While the wording changes, the principle stays consistent: markets are shaped as much by expectations and psychology as by the facts themselves.

Risks of News Trading

While news trading can create opportunities, it also carries significant risks. Market reactions to breaking events are often unpredictable, and price movements can be extreme within seconds. Anyone considering a news trading strategy should be aware of these risks to better manage their expectations.

Some of the most common risks include:

  • Volatility: News releases often cause sudden and sharp price swings. While this volatility can create opportunities, it can also increase the chance of losses if the market moves against a trader’s position.
  • Spread Widening: During major announcements, brokers may widen spreads to account for uncertainty.
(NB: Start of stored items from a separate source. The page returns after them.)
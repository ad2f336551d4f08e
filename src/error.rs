use thiserror::Error;
use trellis_xslt::XsltError;

/// Errors of the high-level transformation API and the CLI.
#[derive(Error, Debug)]
pub enum TrellisError {
    #[error("Transformation failed: {0}")]
    Xslt(#[from] XsltError),

    #[error("I/O error: {0}")]
    Io(#[from] std::io::Error),

    #[error("JSON error: {0}")]
    Json(#[from] serde_json::Error),

    #[error("Configuration error: {0}")]
    Config(String),
}

impl TrellisError {
    /// True when the stylesheet itself could not be loaded or compiled.
    pub fn is_compile_error(&self) -> bool {
        matches!(self, TrellisError::Xslt(e) if e.is_compile_error())
    }
}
This can raise trading costs and reduce potential returns from short-term moves.
  • Slippage: In fast-moving markets, orders may be filled at a different price than expected, particularly around unscheduled or highly impactful news.
  • Sudden Reversals: Even if the news aligns with forecasts, markets may react in the opposite direction once traders begin to take profits.
  • Liquidity Gaps: In moments of extreme reaction, liquidity can dry up. This makes it harder to enter or exit positions at intended price levels.
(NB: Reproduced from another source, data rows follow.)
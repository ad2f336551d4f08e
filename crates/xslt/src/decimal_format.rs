//! `xsl:decimal-format` declarations and the `format-number()` picture
//! formatter.

#[derive(Debug, Clone, PartialEq)]
pub struct DecimalFormat {
    pub decimal_separator: char,
    pub grouping_separator: char,
    pub infinity: String,
    pub minus_sign: char,
    pub nan: String,
    pub percent: char,
    pub per_mille: char,
    pub zero_digit: char,
    pub digit: char,
    pub pattern_separator: char,
}

impl Default for DecimalFormat {
    fn default() -> Self {
        DecimalFormat {
            decimal_separator: '.',
            grouping_separator: ',',
            infinity: "Infinity".to_string(),
            minus_sign: '-',
            nan: "NaN".to_string(),
            percent: '%',
            per_mille: '\u{2030}',
            zero_digit: '0',
            digit: '#',
            pattern_separator: ';',
        }
    }
}

impl DecimalFormat {
    /// Applies one attribute of an `xsl:decimal-format` declaration. Returns
    /// false for unknown attributes or values that are not a single character
    /// where one is required.
    pub fn set(&mut self, attribute: &str, value: &str) -> bool {
        let mut chars = value.chars();
        let single = match (chars.next(), chars.next()) {
            (Some(c), None) => Some(c),
            _ => None,
        };
        let slot = match attribute {
            "infinity" => {
                self.infinity = value.to_string();
                return true;
            }
            "NaN" => {
                self.nan = value.to_string();
                return true;
            }
            "decimal-separator" => &mut self.decimal_separator,
            "grouping-separator" => &mut self.grouping_separator,
            "minus-sign" => &mut self.minus_sign,
            "percent" => &mut self.percent,
            "per-mille" => &mut self.per_mille,
            "zero-digit" => &mut self.zero_digit,
            "digit" => &mut self.digit,
            "pattern-separator" => &mut self.pattern_separator,
            _ => return false,
        };
        match single {
            Some(c) => {
                *slot = c;
                true
            }
            None => false,
        }
    }
}

#[derive(Debug, Default)]
struct Picture {
    prefix: String,
    suffix: String,
    integer_min_digits: usize,
    fraction_min_digits: usize,
    fraction_max_digits: usize,
    grouping_size: usize,
    multiplier: f64,
}

fn parse_picture(pattern: &str, format: &DecimalFormat) -> Result<Picture, String> {
    let mut pic = Picture {
        multiplier: 1.0,
        ..Default::default()
    };
    let mut in_fraction = false;
    let mut seen_digit = false;
    let mut in_suffix = false;
    let mut group = None;

    for ch in pattern.chars() {
        let is_body = ch == format.digit
            || ch == format.zero_digit
            || ch == format.decimal_separator
            || ch == format.grouping_separator;
        if is_body && !in_suffix {
            if ch == format.decimal_separator {
                if in_fraction {
                    return Err(format!("Picture '{}' has two decimal separators", pattern));
                }
                in_fraction = true;
            } else if ch == format.grouping_separator {
                if !in_fraction {
                    group = Some(0);
                }
            } else {
                seen_digit = true;
                if in_fraction {
                    pic.fraction_max_digits += 1;
                    if ch == format.zero_digit {
                        pic.fraction_min_digits += 1;
                    }
                } else {
                    if ch == format.zero_digit {
                        pic.integer_min_digits += 1;
                    }
                    if let Some(size) = group.as_mut() {
                        *size += 1;
                    }
                }
            }
            continue;
        }

        if ch == format.percent {
            pic.multiplier = 100.0;
        } else if ch == format.per_mille {
            pic.multiplier = 1000.0;
        }
        if seen_digit || in_fraction {
            in_suffix = true;
            pic.suffix.push(ch);
        } else {
            pic.prefix.push(ch);
        }
    }

    if !seen_digit && !in_fraction {
        return Err(format!("Picture '{}' has no digit placeholder", pattern));
    }
    pic.grouping_size = group.unwrap_or(0);
    Ok(pic)
}

fn localize_digits(digits: &str, zero: char) -> String {
    if zero == '0' {
        return digits.to_string();
    }
    digits
        .chars()
        .map(|c| match c.to_digit(10) {
            Some(d) => char::from_u32(zero as u32 + d).unwrap_or(c),
            None => c,
        })
        .collect()
}

pub(crate) fn group_digits(digits: &str, separator: &str, size: usize) -> String {
    if size == 0 {
        return digits.to_string();
    }
    let chars: Vec<char> = digits.chars().collect();
    let mut result = String::new();
    for (i, ch) in chars.iter().enumerate() {
        if i > 0 && (chars.len() - i).is_multiple_of(size) {
            result.push_str(separator);
        }
        result.push(*ch);
    }
    result
}

/// Formats `value` with a JDK-style decimal picture such as `#,##0.00`.
pub fn format_number(value: f64, picture: &str, format: &DecimalFormat) -> Result<String, String> {
    let mut patterns = picture.split(format.pattern_separator);
    let positive = patterns.next().unwrap_or_default();
    let negative = patterns.next();
    if patterns.next().is_some() {
        return Err(format!("Picture '{}' has more than two sub-pictures", picture));
    }

    let pic = parse_picture(positive, format)?;
    if value.is_nan() {
        return Ok(format.nan.clone());
    }

    let (prefix, suffix) = match (value.is_sign_negative() && value != 0.0, negative) {
        (true, Some(neg)) => {
            let neg_pic = parse_picture(neg, format)?;
            (neg_pic.prefix, neg_pic.suffix)
        }
        (true, None) => (format!("{}{}", format.minus_sign, pic.prefix), pic.suffix.clone()),
        (false, _) => (pic.prefix.clone(), pic.suffix.clone()),
    };

    if value.is_infinite() {
        return Ok(format!("{}{}{}", prefix, format.infinity, suffix));
    }

    let scaled = value.abs() * pic.multiplier;
    let rounded = format!("{:.*}", pic.fraction_max_digits, scaled);
    let (int_digits, frac_digits) = match rounded.split_once('.') {
        Some((i, f)) => (i.to_string(), f.to_string()),
        None => (rounded, String::new()),
    };

    let mut int_digits = int_digits.trim_start_matches('0').to_string();
    while int_digits.len() < pic.integer_min_digits {
        int_digits.insert(0, '0');
    }
    let mut frac_digits = frac_digits;
    while frac_digits.len() > pic.fraction_min_digits && frac_digits.ends_with('0') {
        frac_digits.pop();
    }
    if int_digits.is_empty() && frac_digits.is_empty() {
        int_digits.push('0');
    }

    let mut body = group_digits(
        &localize_digits(&int_digits, format.zero_digit),
        &format.grouping_separator.to_string(),
        pic.grouping_size,
    );
    if !frac_digits.is_empty() {
        body.push(format.decimal_separator);
        body.push_str(&localize_digits(&frac_digits, format.zero_digit));
    }

    Ok(format!("{}{}{}", prefix, body, suffix))
}

#[cfg(test)]
mod tests {
    use super::*;

    fn fmt(value: f64, picture: &str) -> String {
        format_number(value, picture, &DecimalFormat::default()).unwrap()
    }

    #[test]
    fn formats_grouping_and_fraction() {
        assert_eq!(fmt(1234567.891, "#,##0.00"), "1,234,567.89");
        assert_eq!(fmt(0.5, "#.00"), ".50");
        assert_eq!(fmt(3.0, "000"), "003");
        assert_eq!(fmt(2.5, "#.##"), "2.5");
        assert_eq!(fmt(0.0, "#"), "0");
    }

    #[test]
    fn negative_and_special_values() {
        assert_eq!(fmt(-12.0, "#"), "-12");
        assert_eq!(fmt(-12.0, "#;(#)"), "(12)");
        assert_eq!(fmt(f64::NAN, "#"), "NaN");
        assert_eq!(fmt(f64::INFINITY, "#"), "Infinity");
        assert_eq!(fmt(0.25, "#%"), "25%");
    }

    #[test]
    fn custom_separators() {
        let mut format = DecimalFormat::default();
        assert!(format.set("decimal-separator", ","));
        assert!(format.set("grouping-separator", "."));
        assert!(!format.set("digit", "##"));
        assert_eq!(format_number(1234.5, "#.##0,00", &format).unwrap(), "1.234,50");
    }

    #[test]
    fn rejects_bad_pictures() {
        assert!(format_number(1.0, "#.#.#", &DecimalFormat::default()).is_err());
        assert!(format_number(1.0, "abc", &DecimalFormat::default()).is_err());
    }
}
These factors show that trading the news is as much about managing risk as it is about spotting opportunity.

News Trading Strategies and Tools

A successful news trading strategy relies not just on reacting quickly but also on preparation. Traders who focus on trading buy sell decisions around key events often use specialised tools to stay ahead. These resources help them anticipate, interpret, and respond to news as efficiently as possible.

Using Economic Calendars

An economic calendar is one of the most important tools for news trading. It lists scheduled announcements such as central bank meetings, employment data, and inflation reports. By tracking these events, traders can anticipate when volatility may rise and plan their strategies accordingly.

Platforms for Fast Execution (e.g. MetaTrader 4/MetaTrader 5)
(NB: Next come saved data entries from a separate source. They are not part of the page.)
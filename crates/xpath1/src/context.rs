//! The host hooks an expression reaches through while it is evaluated.

use crate::datasource::DataSourceNode;
use crate::engine::{EvaluationContext, XPathValue};
use crate::error::XPathError;
use std::collections::HashMap;

pub const XML_NAMESPACE: &str = "http://www.w3.org/XML/1998/namespace";

/// Supplies variables, namespace bindings and extension functions to the engine.
///
/// A transformation processor implements this over its frame stack; tests use
/// [`SimpleResolver`].
pub trait ContextResolver<'a, N: DataSourceNode<'a>> {
    /// Resolves `$name`. The name is written exactly as in the expression.
    fn variable(&self, name: &str) -> Result<XPathValue<N>, XPathError>;

    /// Resolves a namespace prefix used in a name test or a QName argument.
    fn namespace_uri(&self, prefix: &str) -> Option<&str>;

    /// True if `name` is provided by the host rather than the core library.
    fn has_function(&self, _name: &str) -> bool {
        false
    }

    fn call_function(
        &self,
        name: &str,
        _args: Vec<XPathValue<N>>,
        _e_ctx: &EvaluationContext<'a, '_, N>,
    ) -> Result<XPathValue<N>, XPathError> {
        Err(XPathError::FunctionError {
            function: name.to_string(),
            message: "Unknown XPath function".to_string(),
        })
    }
}

/// A resolver backed by plain maps.
#[derive(Debug, Clone)]
pub struct SimpleResolver<N> {
    pub variables: HashMap<String, XPathValue<N>>,
    pub namespaces: HashMap<String, String>,
}

impl<N> Default for SimpleResolver<N> {
    fn default() -> Self {
        Self {
            variables: HashMap::new(),
            namespaces: HashMap::new(),
        }
    }
}

impl<N> SimpleResolver<N> {
    pub fn new() -> Self {
        Self::default()
    }

    pub fn with_variable(mut self, name: &str, value: XPathValue<N>) -> Self {
        self.variables.insert(name.to_string(), value);
        self
    }

    pub fn with_namespace(mut self, prefix: &str, uri: &str) -> Self {
        self.namespaces.insert(prefix.to_string(), uri.to_string());
        self
    }
}

impl<'a, N: DataSourceNode<'a>> ContextResolver<'a, N> for SimpleResolver<N> {
    fn variable(&self, name: &str) -> Result<XPathValue<N>, XPathError> {
        self.variables
            .get(name)
            .cloned()
            .ok_or_else(|| XPathError::UnknownVariable(name.to_string()))
    }

    fn namespace_uri(&self, prefix: &str) -> Option<&str> {
        match self.namespaces.get(prefix) {
            Some(uri) => Some(uri.as_str()),
            None if prefix == "xml" => Some(XML_NAMESPACE),
            None => None,
        }
    }
}
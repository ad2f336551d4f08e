//! One-call transformation of an XML source to serialized output.

use crate::ast::CompiledStylesheet;
use crate::datasources::XmlDocument;
use crate::error::XsltError;
use crate::output::{OutputSettings, XmlSerializer};
use crate::processor::{ExecutionStatus, Processor};
use std::collections::HashMap;
use std::io::Write;
use trellis_xpath1::XPathValue;

#[derive(Debug, Clone, Default)]
pub struct TransformOptions {
    /// Global parameters by expanded name, passed as strings.
    pub parameters: HashMap<String, String>,
    pub mode: Option<String>,
    /// Overrides applied on top of the stylesheet's `xsl:output`.
    pub output: Option<OutputSettings>,
}

/// The `xsl:output` settings after `options` were applied.
pub fn effective_settings(stylesheet: &CompiledStylesheet, options: &TransformOptions) -> OutputSettings {
    let mut settings = stylesheet.output.clone();
    if let Some(overrides) = &options.output {
        settings.merge(overrides);
    }
    settings
}

/// Parses `source`, strips whitespace as the stylesheet asks, runs the
/// transformation and serializes the result into `out`. Returns the writer
/// together with the `xsl:message` texts.
pub fn transform<W: Write>(
    stylesheet: &CompiledStylesheet,
    source: &str,
    options: &TransformOptions,
    out: W,
) -> Result<(W, Vec<String>), XsltError> {
    let document = XmlDocument::parse_stripped(source, &stylesheet.whitespace)?;
    let mut serializer = XmlSerializer::new(out, effective_settings(stylesheet, options));

    let messages = {
        let mut processor = Processor::new(stylesheet, document.root_node(), &mut serializer);
        for (name, value) in &options.parameters {
            processor = processor.with_parameter(name, XPathValue::String(value.clone()));
        }
        if let Some(mode) = &options.mode {
            processor = processor.with_mode(mode);
        }
        while processor.execute()? != ExecutionStatus::Finished {}
        processor.messages().to_vec()
    };
    Ok((serializer.into_inner(), messages))
}

pub fn transform_to_string(
    stylesheet: &CompiledStylesheet,
    source: &str,
    options: &TransformOptions,
) -> Result<String, XsltError> {
    let (bytes, _) = transform(stylesheet, source, options, Vec::new())?;
    String::from_utf8(bytes).map_err(|e| XsltError::Utf8Str(e.utf8_error()))
}

#[cfg(test)]
mod tests {
    use super::*;
    use crate::compiler::compile;
    use crate::output::OutputMethod;
    use crate::resolver::NoResolver;

    #[test]
    fn serializes_with_merged_settings() {
        let stylesheet = compile(
            r#"<xsl:stylesheet version="1.0" xmlns:xsl="http://www.w3.org/1999/XSL/Transform">
                <xsl:output method="xml" omit-xml-declaration="yes"/>
                <xsl:param name="p"/>
                <xsl:template match="/"><out><xsl:value-of select="concat($p, count(//x))"/></out></xsl:template>
            </xsl:stylesheet>"#,
            "t.xsl",
            &NoResolver,
        )
        .unwrap();
        let mut options = TransformOptions::default();
        options.parameters.insert("p".to_string(), "n=".to_string());
        let text = transform_to_string(&stylesheet, "<r><x/><x/></r>", &options).unwrap();
        assert_eq!(text, "<out>n=2</out>\n");

        options.output = Some(OutputSettings {
            method: Some(OutputMethod::Text),
            ..OutputSettings::default()
        });
        let text = transform_to_string(&stylesheet, "<r><x/></r>", &options).unwrap();
        assert_eq!(text, "n=1");
    }

    #[test]
    fn messages_are_returned() {
        let stylesheet = compile(
            r#"<xsl:stylesheet version="1.0" xmlns:xsl="http://www.w3.org/1999/XSL/Transform">
                <xsl:template match="/"><xsl:message>seen <xsl:value-of select="name(*)"/></xsl:message></xsl:template>
            </xsl:stylesheet>"#,
            "t.xsl",
            &NoResolver,
        )
        .unwrap();
        let (_, messages) = transform(&stylesheet, "<doc/>", &TransformOptions::default(), Vec::new()).unwrap();
        assert_eq!(messages, vec!["seen doc".to_string()]);
    }
}
impl PathPattern {
    fn default_priority(&self) -> f64 {
        if self.anchor != Anchor::None || self.steps.len() != 1 {
            return 0.5;
        }
        let step = &self.steps[0];
        if !step.predicates.is_empty() {
            return 0.5;
        }
        match step.test {
            NodeTest::Name(_) | NodeTest::ProcessingInstructionTarget(_) => 0.0,
            NodeTest::NamespaceWildcard(_) => -0.25,
            NodeTest::Wildcard | NodeTest::NodeType(_) => -0.5,
        }
    }

    fn matches<'a, N>(&self, node: N, e_ctx: &EvaluationContext<'a, '_, N>) -> Result<bool, XPathError>
    where
        N: DataSourceNode<'a> + 'a,
    {
        match self.steps.len().checked_sub(1) {
            Some(last) => self.matches_step(last, node, e_ctx),
            None => self.matches_anchor(node, e_ctx),
        }
    }

    fn matches_step<'a, N>(
        &self,
        index: usize,
        node: N,
        e_ctx: &EvaluationContext<'a, '_, N>,
    ) -> Result<bool, XPathError>
    where
        N: DataSourceNode<'a> + 'a,
    {
        let step = &self.steps[index];
        if !step.matches(node, e_ctx)? {
            return Ok(false);
        }
        let left = index.checked_sub(1);
        match step.separator {
            Separator::Child => match node.parent() {
                Some(parent) => self.matches_left(left, parent, e_ctx),
                None => Ok(false),
            },
            Separator::Descendant => {
                let mut ancestor = node.parent();
                while let Some(candidate) = ancestor {
                    if self.matches_left(left, candidate, e_ctx)? {
                        return Ok(true);
                    }
                    ancestor = candidate.parent();
                }
                Ok(false)
            }
        }
    }

    fn matches_left<'a, N>(
        &self,
        index: Option<usize>,
        node: N,
        e_ctx: &EvaluationContext<'a, '_, N>,
    ) -> Result<bool, XPathError>
    where
        N: DataSourceNode<'a> + 'a,
    {
        match index {
            Some(i) => self.matches_step(i, node, e_ctx),
            None if self.anchor == Anchor::None => Ok(true),
            None => self.matches_anchor(node, e_ctx),
        }
    }

    fn matches_anchor<'a, N>(&self, node: N, e_ctx: &EvaluationContext<'a, '_, N>) -> Result<bool, XPathError>
    where
        N: DataSourceNode<'a> + 'a,
    {
        let focus = e_ctx.with_node(node, 1, 1);
        let anchored = match &self.anchor {
            Anchor::None => return Ok(false),
            Anchor::Root => return Ok(node.node_type() == NodeType::Root),
            Anchor::Id(ids) => {
                functions::evaluate_function("id", vec![XPathValue::String(ids.clone())], &focus)?
            }
            Anchor::Key(name, value) => e_ctx.resolver.call_function(
                "key",
                vec![XPathValue::String(name.clone()), XPathValue::String(value.clone())],
                &focus,
            )?,
        };
        Ok(anchored.into_node_set()?.contains(&node))
    }
}

impl PatternStep {
    fn principal_type_matches<'a, N: DataSourceNode<'a>>(&self, node: &N) -> bool {
        match self.axis {
            PatternAxis::Attribute => node.node_type() == NodeType::Attribute,
            PatternAxis::Child => matches!(
                node.node_type(),
                NodeType::Element | NodeType::Text | NodeType::Comment | NodeType::ProcessingInstruction
            ),
        }
    }

    fn xpath_axis(&self) -> Axis {
        match self.axis {
            PatternAxis::Child => Axis::Child,
            PatternAxis::Attribute => Axis::Attribute,
        }
    }

    fn matches<'a, N>(&self, node: N, e_ctx: &EvaluationContext<'a, '_, N>) -> Result<bool, XPathError>
    where
        N: DataSourceNode<'a> + 'a,
    {
        if !self.principal_type_matches(&node) || !matches_node_test(node, &self.test, self.xpath_axis(), e_ctx)? {
            return Ok(false);
        }
        if self.predicates.is_empty() {
            return Ok(true);
        }

        // Predicates see positions among the siblings that pass the node test.
        let Some(parent) = node.parent() else {
            return Ok(false);
        };
        let siblings = match self.axis {
            PatternAxis::Child => parent.children(),
            PatternAxis::Attribute => parent.attributes(),
        };
        let mut candidates = Vec::new();
        for sibling in siblings {
            if self.principal_type_matches(&sibling)
                && matches_node_test(sibling, &self.test, self.xpath_axis(), e_ctx)?
            {
                candidates.push(sibling);
            }
        }
        let kept = apply_predicates(candidates, &self.predicates, e_ctx)?;
        Ok(kept.contains(&node))
    }
}

// --- Parser ---

pub fn parse(text: &str) -> Result<Pattern, XPathError> {
    match pattern_parser(text.trim()) {
        Ok(("", alternatives)) => Ok(Pattern {
            alternatives,
            source: text.to_string(),
        }),
        Ok((rem, _)) => Err(XPathError::XPathParse(
            text.to_string(),
            format!("Unconsumed input in pattern: {}", rem),
        )),
        Err(e) => Err(XPathError::XPathParse(text.to_string(), e.to_string())),
    }
}

fn pattern_parser(input: &str) -> IResult<&str, Vec<PathPattern>> {
    let (mut rest, first) = path_parser(input)?;
    let mut alternatives = vec![first];
    while let Some(after) = rest.trim_start().strip_prefix('|') {
        let (r, path) = path_parser(after.trim_start())?;
        alternatives.push(path);
        rest = r;
    }
    Ok((rest.trim_end(), alternatives))
}

fn path_parser(input: &str) -> IResult<&str, PathPattern> {
    if let Ok((rest, anchor)) = id_key_anchor(input) {
        let steps_start = rest.trim_start();
        let (rest, steps) = if let Some(r) = steps_start.strip_prefix("//") {
            relative_steps(r, Separator::Descendant)?
        } else if let Some(r) = steps_start.strip_prefix('/') {
            relative_steps(r, Separator::Child)?
        } else {
            (rest, Vec::new())
        };
        return Ok((rest, PathPattern { anchor, steps }));
    }

    if let Some(r) = input.strip_prefix("//") {
        let (rest, steps) = relative_steps(r, Separator::Descendant)?;
        return Ok((rest, PathPattern { anchor: Anchor::Root, steps }));
    }

    if let Some(r) = input.strip_prefix('/') {
        // `/` on its own matches the root node.
        return Ok(match relative_steps(r, Separator::Child) {
            Ok((rest, steps)) => (rest, PathPattern { anchor: Anchor::Root, steps }),
            Err(_) => (
                r,
                PathPattern {
                    anchor: Anchor::Root,
                    steps: Vec::new(),
                },
            ),
        });
    }

    let (rest, steps) = relative_steps(input, Separator::Child)?;
    Ok((rest, PathPattern { anchor: Anchor::None, steps }))
}

fn id_key_anchor(input: &str) -> IResult<&str, Anchor> {
    alt((
        map(
            preceded(
                (tag("id"), ws(char('('))),
                (string_literal, ws(char(')'))),
            ),
            |(ids, _)| Anchor::Id(ids),
        ),
        map(
            (
                tag("key"),
                ws(char('(')),
                string_literal,
                ws(char(',')),
                string_literal,
                ws(char(')')),
            ),
            |(_, _, name, _, value, _)| Anchor::Key(name, value),
        ),
    ))
    .parse(input)
}

fn relative_steps(input: &str, first: Separator) -> IResult<&str, Vec<PatternStep>> {
    let (mut rest, step) = step_parser(input, first)?;
    let mut steps = vec![step];
    loop {
        let trimmed = rest.trim_start();
        let (after, separator) = if let Some(r) = trimmed.strip_prefix("//") {
            (r, Separator::Descendant)
        } else if let Some(r) = trimmed.strip_prefix('/') {
            (r, Separator::Child)
        } else {
            break;
        };
        let (r, step) = step_parser(after, separator)?;
        steps.push(step);
        rest = r;
    }
    Ok((rest, steps))
}

fn strip_axis<'a>(input: &'a str, axis: &str) -> Option<&'a str> {
    input.strip_prefix(axis)?.trim_start().strip_prefix("::")
}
Speed matters in news trading. Platforms like MetaTrader 4 (MT4) and MetaTrader 5 (MT5) allow quick order execution, custom indicators, and automated trading strategies. Having access to a platform that combines reliability with fast execution can make a significant difference during volatile news releases.

Reliable Market News Sources

Access to accurate and timely information is essential for a news trading strategy. Traders often rely on reputable financial news outlets, real-time feeds, and sentiment tools that scan headlines and social media. Combining these sources helps traders act quickly while filtering out noise.

Conclusion

News trading highlights how market sentiment and speculation can move prices just as strongly as the events themselves. The phrase buy the rumour, sell the news captures this dynamic, where anticipation often drives bigger reactions than the actual outcome.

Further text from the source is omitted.